• Study material:

use ash::vk;

use crate::{CaptureFormat, CaptureTarget, format::TexelKind};

/// The kind of staging resource a capture copies into.
#[derive(Debug, Clone, Copy, PartialEq, Eq)]
#[allow(clippy::exhaustive_enums)]
pub enum StagingKind {
    /// A linear tiled image, used for colour so blits can convert into it.
    Image,

    /// A tightly packed buffer, used for depth.
    Buffer,
}

/// What to allocate for a capture.
#[derive(Debug, Clone, Copy, PartialEq, Eq)]
pub struct StagingDescriptor {
    /// Image or buffer.
    pub kind: StagingKind,

    /// The format of the staging contents, the capture's target format.
    pub format: vk::Format,

    /// The extent of the captured frame.
    pub extent: vk::Extent2D,

    /// Size of one texel of `format` in bytes.
    pub texel_size: u64,
}

impl StagingDescriptor {
    /// The staging resource for capturing `target` in `format`.
    pub fn new(
        target: CaptureTarget,
        format: CaptureFormat,
        texel: TexelKind,
        extent: vk::Extent2D,
    ) -> Self {
        let kind = match target {
            CaptureTarget::Color => StagingKind::Image,
            CaptureTarget::Depth => StagingKind::Buffer,
        };

        Self {
            kind,
            format: format.target,
            extent,
            texel_size: texel.size(),
        }
    }

    /// Size of the pixel data without any row padding.
    pub fn packed_size(&self) -> u64 {
        u64::from(self.extent.width) * u64::from(self.extent.height) * self.texel_size
    }

    /// Create info for a linear, host readable image.
    pub fn image_create_info(&self) -> vk::ImageCreateInfo<'static> {
        vk::ImageCreateInfo::default()
            .image_type(vk::ImageType::TYPE_2D)
            .format(self.format)
            .extent(self.extent.into())
            .mip_levels(1)
            .array_layers(1)
            .samples(vk::SampleCountFlags::TYPE_1)
            .tiling(vk::ImageTiling::LINEAR)
            .usage(vk::ImageUsageFlags::TRANSFER_DST)
            .sharing_mode(vk::SharingMode::EXCLUSIVE)
            .initial_layout(vk::ImageLayout::UNDEFINED)
    }

    /// Create info for a packed buffer.
    pub fn buffer_create_info(&self) -> vk::BufferCreateInfo<'static> {
        vk::BufferCreateInfo::default()
            .size(self.packed_size())
            .usage(vk::BufferUsageFlags::TRANSFER_DST)
            .sharing_mode(vk::SharingMode::EXCLUSIVE)
    }
}

/// A capture owned, host visible destination. Single use, destroyed once read.
#[derive(Debug, Clone, Copy, PartialEq, Eq)]
#[allow(clippy::exhaustive_enums)]
pub enum StagingResource {
    /// A linear image and the layout of its only subresource.
    Image {
        /// The Vulkan image.
        image: vk::Image,

        /// The image memory.
        memory: vk::DeviceMemory,

        /// The image extent.
        extent: vk::Extent2D,

        /// Offset of the subresource in the memory.
        offset: u64,

        /// Size of the subresource in bytes.
        size: u64,

        /// Bytes between the start of two rows.
        row_pitch: u64,
    },

    /// A packed buffer.
    Buffer {
        /// The Vulkan buffer.
        buffer: vk::Buffer,

        /// The buffer memory.
        memory: vk::DeviceMemory,

        /// The frame extent the buffer holds.
        extent: vk::Extent2D,

        /// The buffer size in bytes.
        size: u64,

        /// Bytes between the start of two rows.
        row_pitch: u64,
    },
}

impl StagingResource {
    /// The backing memory.
    pub fn memory(&self) -> vk::DeviceMemory {
        match *self {
            Self::Image { memory, .. } | Self::Buffer { memory, .. } => memory,
        }
    }

    /// The extent of the pixels held.
    pub fn extent(&self) -> vk::Extent2D {
        match *self {
            Self::Image { extent, .. } | Self::Buffer { extent, .. } => extent,
        }
    }

    /// Offset of the first pixel from the start of the memory.
    pub fn offset(&self) -> u64 {
        match *self {
            Self::Image { offset, .. } => offset,
            Self::Buffer { .. } => 0,
        }
    }

    /// Bytes from [`StagingResource::offset`] that hold pixels.
    pub fn size(&self) -> u64 {
        match *self {
            Self::Image { size, .. } | Self::Buffer { size, .. } => size,
        }
    }

    /// Bytes between the start of two rows.
    pub fn row_pitch(&self) -> u64 {
        match *self {
            Self::Image { row_pitch, .. } | Self::Buffer { row_pitch, .. } => row_pitch,
        }
    }

    /// The staging image as a transfer destination, `None` for buffers.
    pub fn image(&self) -> Option<vk::Image> {
        match *self {
            Self::Image { image, .. } => Some(image),
            Self::Buffer { .. } => None,
        }
    }

    /// The staging buffer as a transfer destination, `None` for images.
    pub fn buffer(&self) -> Option<vk::Buffer> {
        match *self {
            Self::Buffer { buffer, .. } => Some(buffer),
            Self::Image { .. } => None,
        }
    }
}
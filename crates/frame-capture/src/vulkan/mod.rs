use core::fmt::Debug;

pub use new::VulkanCreationError;

use ash::{ext, vk};
use parking_lot::Mutex;
use tracing::error;

mod device;
mod drop;
mod new;

/// The Vulkan Context, owns the instance and the device captures and the renderer share.
///
/// A single graphics capable queue is created, guarded by a mutex so the render loop and captures
/// never submit at the same time.
pub struct Vulkan {
    entry: ash::Entry,
    instance: ash::Instance,
    physical_device: vk::PhysicalDevice,
    device: ash::Device,

    queue_family_index: u32,
    queue: Mutex<vk::Queue>,

    debug_utils: Option<DebugUtils>,
}

/// The validation messenger, only present when debugging.
struct DebugUtils {
    instance: ext::debug_utils::Instance,
    messenger: vk::DebugUtilsMessengerEXT,
}

impl Debug for Vulkan {
    fn fmt(&self, f: &mut core::fmt::Formatter<'_>) -> core::fmt::Result {
        let properties = unsafe {
            self.instance
                .get_physical_device_properties(self.physical_device)
        };

        let api_version = {
            let major = vk::api_version_major(properties.api_version);
            let minor = vk::api_version_minor(properties.api_version);
            let patch = vk::api_version_patch(properties.api_version);

            format!("{major}.{minor}.{patch}")
        };

        let device_name = properties.device_name_as_c_str().unwrap_or(c"Invalid name");

        f.debug_struct("Vulkan")
            .field("device_name", &device_name)
            .field("device_type", &properties.device_type)
            .field("api_version", &api_version)
            .field("queue_family_index", &self.queue_family_index)
            .field("debug", &self.debug_utils.is_some())
            .finish_non_exhaustive()
    }
}

impl Vulkan {
    /// The loaded Vulkan entry points.
    #[inline]
    pub fn entry(&self) -> &ash::Entry {
        &self.entry
    }

    /// The Vulkan instance.
    #[inline]
    pub fn instance(&self) -> &ash::Instance {
        &self.instance
    }

    /// The logical device.
    #[inline]
    pub fn device(&self) -> &ash::Device {
        &self.device
    }

    /// The selected physical device.
    #[inline]
    pub fn physical_device(&self) -> vk::PhysicalDevice {
        self.physical_device
    }

    /// The index of the graphics capable queue family.
    #[inline]
    pub fn queue_family_index(&self) -> u32 {
        self.queue_family_index
    }

    /// The graphics queue, lock it for every submission or present.
    #[inline]
    pub fn queue(&self) -> &Mutex<vk::Queue> {
        &self.queue
    }

    /// If the validation messenger is active.
    #[inline]
    pub fn is_debugging(&self) -> bool {
        self.debug_utils.is_some()
    }

    /// Finds a memory type allowed by `type_bits` with all of `flags`.
    pub fn find_memory_type_index(
        &self,
        type_bits: u32,
        flags: vk::MemoryPropertyFlags,
    ) -> Option<u32> {
        let properties = unsafe {
            self.instance
                .get_physical_device_memory_properties(self.physical_device)
        };

        properties.memory_types[..properties.memory_type_count as usize]
            .iter()
            .enumerate()
            .find(|(index, memory_type)| {
                type_bits & (1 << index) != 0 && memory_type.property_flags.contains(flags)
            })
            .map(|(index, _)| index as u32)
    }

    /// Waits for the device to idle while holding the queue.
    pub unsafe fn device_wait_idle(&self) {
        let queue = self.queue.lock();

        if let Err(e) = unsafe { self.device.device_wait_idle() } {
            error!("Failed to wait for device idle: {e}");
        }

        drop(queue);
    }
}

• Work item: Scan the data above for the word "entry", then copy every line that holds it.

• Response for this exercise:
    entry: ash::Entry,
    /// The loaded Vulkan entry points.
    pub fn entry(&self) -> &ash::Entry {
        &self.entry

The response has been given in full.